> **EXERCISE PROMPT**
The lines below that include "true" are to be found and copied.

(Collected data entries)
□ □ □ □ □

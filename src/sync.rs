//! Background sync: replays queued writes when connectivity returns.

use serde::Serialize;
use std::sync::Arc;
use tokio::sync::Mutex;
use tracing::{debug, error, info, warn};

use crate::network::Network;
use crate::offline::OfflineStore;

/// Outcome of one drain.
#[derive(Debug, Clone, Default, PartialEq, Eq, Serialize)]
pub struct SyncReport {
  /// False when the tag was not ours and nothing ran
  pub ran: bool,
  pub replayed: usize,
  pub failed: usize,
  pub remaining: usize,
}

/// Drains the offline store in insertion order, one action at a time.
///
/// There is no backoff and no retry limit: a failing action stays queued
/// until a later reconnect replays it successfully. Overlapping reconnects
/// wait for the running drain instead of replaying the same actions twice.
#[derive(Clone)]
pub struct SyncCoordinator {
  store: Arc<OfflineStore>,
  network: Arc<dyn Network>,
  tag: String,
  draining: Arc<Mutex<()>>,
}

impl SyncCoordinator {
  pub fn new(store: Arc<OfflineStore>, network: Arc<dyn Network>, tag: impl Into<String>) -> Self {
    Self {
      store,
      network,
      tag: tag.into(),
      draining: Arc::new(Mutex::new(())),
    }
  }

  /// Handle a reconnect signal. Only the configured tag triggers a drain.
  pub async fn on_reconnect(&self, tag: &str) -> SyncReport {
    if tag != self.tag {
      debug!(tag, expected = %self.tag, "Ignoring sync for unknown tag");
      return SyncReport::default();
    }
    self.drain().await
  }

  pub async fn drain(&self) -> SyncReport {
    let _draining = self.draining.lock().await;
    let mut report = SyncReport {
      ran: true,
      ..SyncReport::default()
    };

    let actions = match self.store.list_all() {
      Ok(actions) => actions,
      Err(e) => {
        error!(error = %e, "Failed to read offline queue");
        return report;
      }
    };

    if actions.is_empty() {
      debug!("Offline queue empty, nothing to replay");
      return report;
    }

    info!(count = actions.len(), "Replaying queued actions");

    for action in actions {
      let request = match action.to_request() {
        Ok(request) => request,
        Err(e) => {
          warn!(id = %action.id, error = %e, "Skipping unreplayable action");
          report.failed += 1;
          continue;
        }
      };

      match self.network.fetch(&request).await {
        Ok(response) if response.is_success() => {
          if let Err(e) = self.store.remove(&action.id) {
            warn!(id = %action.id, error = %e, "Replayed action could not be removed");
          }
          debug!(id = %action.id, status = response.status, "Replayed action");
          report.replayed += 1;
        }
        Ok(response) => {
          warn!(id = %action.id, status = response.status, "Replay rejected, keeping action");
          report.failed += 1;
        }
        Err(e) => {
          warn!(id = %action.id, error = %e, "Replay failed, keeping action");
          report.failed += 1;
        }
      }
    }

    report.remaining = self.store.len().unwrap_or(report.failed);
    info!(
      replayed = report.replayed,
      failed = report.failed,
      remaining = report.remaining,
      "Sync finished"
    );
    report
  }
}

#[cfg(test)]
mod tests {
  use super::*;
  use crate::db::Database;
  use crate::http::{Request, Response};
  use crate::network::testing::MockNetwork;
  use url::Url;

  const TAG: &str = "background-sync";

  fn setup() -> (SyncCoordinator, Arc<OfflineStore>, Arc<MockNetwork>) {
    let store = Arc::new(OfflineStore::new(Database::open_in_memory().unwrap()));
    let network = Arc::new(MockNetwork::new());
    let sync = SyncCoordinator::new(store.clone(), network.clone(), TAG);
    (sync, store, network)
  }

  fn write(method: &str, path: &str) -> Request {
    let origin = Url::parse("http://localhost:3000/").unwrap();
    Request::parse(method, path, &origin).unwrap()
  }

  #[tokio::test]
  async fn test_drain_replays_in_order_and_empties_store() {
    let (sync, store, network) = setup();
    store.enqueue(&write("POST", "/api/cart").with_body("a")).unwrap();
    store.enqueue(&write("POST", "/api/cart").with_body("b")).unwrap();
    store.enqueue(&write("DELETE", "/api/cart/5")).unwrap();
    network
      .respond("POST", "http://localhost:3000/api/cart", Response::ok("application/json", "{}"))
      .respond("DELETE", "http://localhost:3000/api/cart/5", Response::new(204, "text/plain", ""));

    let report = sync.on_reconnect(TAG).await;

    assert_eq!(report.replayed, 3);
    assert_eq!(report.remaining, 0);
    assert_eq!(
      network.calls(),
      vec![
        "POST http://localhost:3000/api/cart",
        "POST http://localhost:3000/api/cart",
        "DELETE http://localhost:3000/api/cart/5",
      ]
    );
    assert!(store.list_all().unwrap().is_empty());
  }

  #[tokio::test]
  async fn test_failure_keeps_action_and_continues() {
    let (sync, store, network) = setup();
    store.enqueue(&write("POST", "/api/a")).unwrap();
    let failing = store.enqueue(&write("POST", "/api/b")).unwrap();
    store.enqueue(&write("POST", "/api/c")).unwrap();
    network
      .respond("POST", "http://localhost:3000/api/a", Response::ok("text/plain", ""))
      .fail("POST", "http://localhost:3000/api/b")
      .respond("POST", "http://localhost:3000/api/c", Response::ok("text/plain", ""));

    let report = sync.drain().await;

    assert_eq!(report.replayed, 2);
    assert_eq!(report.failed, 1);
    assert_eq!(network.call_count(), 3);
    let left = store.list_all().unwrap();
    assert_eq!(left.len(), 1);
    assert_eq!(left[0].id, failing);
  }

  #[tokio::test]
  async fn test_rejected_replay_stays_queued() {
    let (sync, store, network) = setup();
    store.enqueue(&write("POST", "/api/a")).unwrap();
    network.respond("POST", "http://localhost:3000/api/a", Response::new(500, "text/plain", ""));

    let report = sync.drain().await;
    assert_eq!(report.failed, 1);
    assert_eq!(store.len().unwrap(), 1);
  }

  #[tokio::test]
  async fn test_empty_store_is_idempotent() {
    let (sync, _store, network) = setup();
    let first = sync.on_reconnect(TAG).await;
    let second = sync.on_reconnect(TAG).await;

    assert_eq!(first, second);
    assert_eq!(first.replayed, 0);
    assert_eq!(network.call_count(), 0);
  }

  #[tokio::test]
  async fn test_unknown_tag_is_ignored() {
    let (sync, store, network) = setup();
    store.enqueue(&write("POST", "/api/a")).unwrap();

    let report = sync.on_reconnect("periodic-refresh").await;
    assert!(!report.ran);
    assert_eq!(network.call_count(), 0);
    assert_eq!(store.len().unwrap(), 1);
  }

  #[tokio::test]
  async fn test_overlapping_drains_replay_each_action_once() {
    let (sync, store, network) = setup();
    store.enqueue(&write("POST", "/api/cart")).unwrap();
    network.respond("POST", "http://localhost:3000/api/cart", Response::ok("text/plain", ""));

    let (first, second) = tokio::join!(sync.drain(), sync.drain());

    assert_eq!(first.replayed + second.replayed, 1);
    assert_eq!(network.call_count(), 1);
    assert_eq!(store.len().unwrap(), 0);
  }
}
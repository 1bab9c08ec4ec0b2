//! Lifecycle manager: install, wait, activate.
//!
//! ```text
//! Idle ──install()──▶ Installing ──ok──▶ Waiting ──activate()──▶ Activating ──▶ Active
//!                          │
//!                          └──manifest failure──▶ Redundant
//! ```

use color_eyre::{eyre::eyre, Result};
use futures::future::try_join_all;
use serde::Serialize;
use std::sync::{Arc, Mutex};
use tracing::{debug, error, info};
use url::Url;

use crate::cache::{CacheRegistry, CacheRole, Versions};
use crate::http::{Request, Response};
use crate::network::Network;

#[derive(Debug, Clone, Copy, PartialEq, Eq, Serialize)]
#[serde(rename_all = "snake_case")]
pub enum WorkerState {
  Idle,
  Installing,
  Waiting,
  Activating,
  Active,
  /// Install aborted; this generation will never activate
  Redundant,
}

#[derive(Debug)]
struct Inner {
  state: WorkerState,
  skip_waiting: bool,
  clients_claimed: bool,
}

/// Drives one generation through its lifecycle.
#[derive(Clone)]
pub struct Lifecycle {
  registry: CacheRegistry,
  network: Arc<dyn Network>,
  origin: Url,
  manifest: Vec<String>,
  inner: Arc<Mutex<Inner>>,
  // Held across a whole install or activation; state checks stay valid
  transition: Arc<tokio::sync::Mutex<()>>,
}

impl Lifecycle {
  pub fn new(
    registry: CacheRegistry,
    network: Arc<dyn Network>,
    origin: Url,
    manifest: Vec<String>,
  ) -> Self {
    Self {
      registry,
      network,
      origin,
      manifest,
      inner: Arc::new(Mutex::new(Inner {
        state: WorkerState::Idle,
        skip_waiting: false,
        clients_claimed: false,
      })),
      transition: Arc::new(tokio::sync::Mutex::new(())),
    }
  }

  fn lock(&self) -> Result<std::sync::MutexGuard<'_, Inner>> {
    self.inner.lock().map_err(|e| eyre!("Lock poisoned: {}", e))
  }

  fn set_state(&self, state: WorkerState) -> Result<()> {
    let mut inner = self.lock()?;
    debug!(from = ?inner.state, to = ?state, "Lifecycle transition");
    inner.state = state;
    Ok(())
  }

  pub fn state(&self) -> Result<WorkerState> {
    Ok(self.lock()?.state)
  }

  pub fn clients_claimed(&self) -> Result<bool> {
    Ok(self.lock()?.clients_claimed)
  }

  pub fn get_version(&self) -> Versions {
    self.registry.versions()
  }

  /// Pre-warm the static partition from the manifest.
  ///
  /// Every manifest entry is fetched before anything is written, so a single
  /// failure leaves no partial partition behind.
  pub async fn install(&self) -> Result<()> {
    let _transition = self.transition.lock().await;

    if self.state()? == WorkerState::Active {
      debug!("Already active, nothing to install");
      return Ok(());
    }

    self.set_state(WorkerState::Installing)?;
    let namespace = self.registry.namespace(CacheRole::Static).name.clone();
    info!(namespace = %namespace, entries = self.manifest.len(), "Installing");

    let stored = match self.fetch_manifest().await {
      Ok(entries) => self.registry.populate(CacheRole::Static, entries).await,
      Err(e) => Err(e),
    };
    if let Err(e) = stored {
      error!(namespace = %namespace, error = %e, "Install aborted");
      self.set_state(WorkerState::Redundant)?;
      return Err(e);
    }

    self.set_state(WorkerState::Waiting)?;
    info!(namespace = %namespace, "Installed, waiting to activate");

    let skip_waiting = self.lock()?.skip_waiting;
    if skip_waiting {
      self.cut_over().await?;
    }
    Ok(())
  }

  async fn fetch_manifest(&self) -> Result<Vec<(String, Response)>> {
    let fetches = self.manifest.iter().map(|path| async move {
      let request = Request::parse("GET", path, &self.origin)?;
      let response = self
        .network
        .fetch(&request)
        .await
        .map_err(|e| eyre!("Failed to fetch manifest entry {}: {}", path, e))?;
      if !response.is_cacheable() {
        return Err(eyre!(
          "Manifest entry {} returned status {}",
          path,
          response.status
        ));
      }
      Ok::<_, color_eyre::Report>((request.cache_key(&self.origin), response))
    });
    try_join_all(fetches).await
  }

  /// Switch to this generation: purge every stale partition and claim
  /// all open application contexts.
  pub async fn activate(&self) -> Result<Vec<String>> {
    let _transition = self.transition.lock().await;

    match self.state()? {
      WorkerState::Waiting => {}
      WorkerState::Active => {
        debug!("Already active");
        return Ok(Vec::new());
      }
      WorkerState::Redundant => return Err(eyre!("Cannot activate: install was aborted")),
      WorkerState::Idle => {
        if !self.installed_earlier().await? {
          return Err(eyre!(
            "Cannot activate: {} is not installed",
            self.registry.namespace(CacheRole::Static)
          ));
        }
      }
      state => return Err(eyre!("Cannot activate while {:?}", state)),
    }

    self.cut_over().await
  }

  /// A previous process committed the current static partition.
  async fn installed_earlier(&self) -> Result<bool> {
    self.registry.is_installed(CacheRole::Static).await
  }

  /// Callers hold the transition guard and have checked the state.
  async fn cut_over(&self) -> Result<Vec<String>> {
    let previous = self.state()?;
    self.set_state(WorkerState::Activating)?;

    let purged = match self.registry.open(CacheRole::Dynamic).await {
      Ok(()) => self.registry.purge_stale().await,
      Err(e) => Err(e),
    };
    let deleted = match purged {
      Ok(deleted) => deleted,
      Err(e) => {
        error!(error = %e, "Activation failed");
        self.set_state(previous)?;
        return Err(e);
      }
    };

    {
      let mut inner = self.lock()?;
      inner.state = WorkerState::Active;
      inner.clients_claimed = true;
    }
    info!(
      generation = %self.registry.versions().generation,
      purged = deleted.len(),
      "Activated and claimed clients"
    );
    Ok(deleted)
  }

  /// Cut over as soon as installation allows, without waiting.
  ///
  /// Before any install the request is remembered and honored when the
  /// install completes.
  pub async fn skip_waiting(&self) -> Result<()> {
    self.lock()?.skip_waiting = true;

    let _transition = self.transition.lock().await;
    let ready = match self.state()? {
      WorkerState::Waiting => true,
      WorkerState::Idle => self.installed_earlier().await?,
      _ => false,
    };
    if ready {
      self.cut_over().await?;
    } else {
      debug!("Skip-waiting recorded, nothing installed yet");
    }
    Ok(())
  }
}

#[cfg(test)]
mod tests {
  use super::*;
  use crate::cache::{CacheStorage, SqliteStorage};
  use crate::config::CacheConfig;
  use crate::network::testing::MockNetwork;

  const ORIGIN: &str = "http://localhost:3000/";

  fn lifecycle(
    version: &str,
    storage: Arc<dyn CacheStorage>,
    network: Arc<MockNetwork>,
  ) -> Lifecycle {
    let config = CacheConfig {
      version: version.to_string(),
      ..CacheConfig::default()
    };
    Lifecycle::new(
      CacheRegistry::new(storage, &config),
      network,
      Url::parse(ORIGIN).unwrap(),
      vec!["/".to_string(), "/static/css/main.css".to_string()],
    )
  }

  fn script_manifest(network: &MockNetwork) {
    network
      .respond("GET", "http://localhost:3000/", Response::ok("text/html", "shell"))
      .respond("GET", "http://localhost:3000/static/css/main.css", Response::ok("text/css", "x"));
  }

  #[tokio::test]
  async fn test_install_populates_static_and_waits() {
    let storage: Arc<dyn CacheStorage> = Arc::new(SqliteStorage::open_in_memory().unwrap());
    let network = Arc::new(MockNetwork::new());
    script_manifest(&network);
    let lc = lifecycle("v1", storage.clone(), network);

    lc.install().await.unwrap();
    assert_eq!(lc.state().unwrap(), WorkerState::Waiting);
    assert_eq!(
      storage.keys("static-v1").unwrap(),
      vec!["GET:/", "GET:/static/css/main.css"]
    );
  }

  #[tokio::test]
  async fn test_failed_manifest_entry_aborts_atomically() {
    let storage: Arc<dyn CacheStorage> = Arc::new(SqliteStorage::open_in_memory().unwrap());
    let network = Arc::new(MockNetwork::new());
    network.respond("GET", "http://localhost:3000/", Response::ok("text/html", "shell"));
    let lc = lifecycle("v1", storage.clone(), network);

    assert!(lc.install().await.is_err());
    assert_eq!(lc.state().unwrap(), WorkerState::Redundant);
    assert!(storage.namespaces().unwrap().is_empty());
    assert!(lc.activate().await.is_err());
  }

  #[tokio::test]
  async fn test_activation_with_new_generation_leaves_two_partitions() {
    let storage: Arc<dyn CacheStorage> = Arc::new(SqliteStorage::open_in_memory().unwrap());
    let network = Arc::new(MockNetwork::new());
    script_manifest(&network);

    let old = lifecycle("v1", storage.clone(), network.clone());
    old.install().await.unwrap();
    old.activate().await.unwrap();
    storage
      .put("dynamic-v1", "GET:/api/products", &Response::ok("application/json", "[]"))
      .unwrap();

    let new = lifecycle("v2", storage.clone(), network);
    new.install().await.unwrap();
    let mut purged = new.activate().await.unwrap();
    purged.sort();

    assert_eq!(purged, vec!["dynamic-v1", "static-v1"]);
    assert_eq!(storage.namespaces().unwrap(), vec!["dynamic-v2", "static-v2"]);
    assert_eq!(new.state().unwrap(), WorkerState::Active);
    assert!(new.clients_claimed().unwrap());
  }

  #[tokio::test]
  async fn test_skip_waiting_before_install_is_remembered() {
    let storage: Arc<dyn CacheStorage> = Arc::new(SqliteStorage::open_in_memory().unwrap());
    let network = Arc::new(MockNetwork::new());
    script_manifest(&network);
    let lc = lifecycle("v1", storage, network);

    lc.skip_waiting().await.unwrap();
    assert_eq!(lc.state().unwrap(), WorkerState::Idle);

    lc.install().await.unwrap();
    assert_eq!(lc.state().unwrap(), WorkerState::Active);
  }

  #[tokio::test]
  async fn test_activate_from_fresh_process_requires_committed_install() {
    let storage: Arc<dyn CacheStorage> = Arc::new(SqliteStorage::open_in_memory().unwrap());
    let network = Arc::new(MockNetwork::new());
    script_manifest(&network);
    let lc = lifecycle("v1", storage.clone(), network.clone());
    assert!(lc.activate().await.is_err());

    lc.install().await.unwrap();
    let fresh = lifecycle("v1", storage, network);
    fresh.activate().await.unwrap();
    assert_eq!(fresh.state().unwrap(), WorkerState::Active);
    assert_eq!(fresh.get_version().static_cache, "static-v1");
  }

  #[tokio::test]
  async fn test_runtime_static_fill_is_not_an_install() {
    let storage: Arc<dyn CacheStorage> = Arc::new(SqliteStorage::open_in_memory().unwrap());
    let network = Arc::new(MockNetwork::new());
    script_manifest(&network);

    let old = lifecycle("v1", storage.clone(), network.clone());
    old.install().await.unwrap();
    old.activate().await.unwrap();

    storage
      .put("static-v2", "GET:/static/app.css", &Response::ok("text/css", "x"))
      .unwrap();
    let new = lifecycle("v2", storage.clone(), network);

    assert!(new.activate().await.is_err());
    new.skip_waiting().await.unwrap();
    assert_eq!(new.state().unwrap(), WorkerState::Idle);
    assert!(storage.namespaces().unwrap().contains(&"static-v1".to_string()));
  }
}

□ □ □ □ □

> **RESULT OF THE TASK**
      ran: true,
      inner.clients_claimed = true;
    self.lock()?.skip_waiting = true;
      WorkerState::Waiting => true,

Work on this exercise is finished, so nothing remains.